Report each line of the listing that carries the word "call".

DATA SECTION

╔══

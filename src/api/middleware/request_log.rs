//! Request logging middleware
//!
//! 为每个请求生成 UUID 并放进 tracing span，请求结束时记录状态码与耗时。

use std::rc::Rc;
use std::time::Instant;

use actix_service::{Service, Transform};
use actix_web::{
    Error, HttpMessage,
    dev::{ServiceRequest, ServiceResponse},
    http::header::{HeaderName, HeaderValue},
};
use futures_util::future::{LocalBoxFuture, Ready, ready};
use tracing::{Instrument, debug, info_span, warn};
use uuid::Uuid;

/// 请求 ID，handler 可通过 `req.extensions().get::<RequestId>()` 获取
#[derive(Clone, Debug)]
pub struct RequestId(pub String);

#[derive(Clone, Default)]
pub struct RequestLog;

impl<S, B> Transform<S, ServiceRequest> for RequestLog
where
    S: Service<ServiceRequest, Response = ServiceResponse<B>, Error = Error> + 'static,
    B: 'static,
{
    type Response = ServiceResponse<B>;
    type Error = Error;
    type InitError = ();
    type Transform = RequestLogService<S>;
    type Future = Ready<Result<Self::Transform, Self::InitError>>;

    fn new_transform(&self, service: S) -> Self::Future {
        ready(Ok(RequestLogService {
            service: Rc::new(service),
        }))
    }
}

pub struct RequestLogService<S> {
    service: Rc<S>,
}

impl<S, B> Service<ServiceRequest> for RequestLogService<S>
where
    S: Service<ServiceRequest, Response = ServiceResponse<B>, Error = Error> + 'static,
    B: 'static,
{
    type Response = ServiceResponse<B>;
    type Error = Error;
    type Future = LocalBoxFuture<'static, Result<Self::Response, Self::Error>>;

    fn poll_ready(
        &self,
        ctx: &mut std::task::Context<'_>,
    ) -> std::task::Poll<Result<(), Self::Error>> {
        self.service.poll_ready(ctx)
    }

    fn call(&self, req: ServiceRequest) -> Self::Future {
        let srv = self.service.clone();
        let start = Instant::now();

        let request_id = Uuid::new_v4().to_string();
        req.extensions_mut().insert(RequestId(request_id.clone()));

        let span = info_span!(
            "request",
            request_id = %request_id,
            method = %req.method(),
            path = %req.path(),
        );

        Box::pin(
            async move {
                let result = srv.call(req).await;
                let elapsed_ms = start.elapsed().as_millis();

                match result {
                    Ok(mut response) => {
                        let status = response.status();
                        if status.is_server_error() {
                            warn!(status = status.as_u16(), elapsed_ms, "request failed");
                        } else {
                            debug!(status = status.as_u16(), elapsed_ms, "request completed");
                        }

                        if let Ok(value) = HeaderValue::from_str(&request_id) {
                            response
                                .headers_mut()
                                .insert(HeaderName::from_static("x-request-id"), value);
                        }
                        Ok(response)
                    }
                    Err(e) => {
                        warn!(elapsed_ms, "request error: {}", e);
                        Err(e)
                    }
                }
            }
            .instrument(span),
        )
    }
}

╚══

RESPONSE
    fn call(&self, req: ServiceRequest) -> Self::Future {
                let result = srv.call(req).await;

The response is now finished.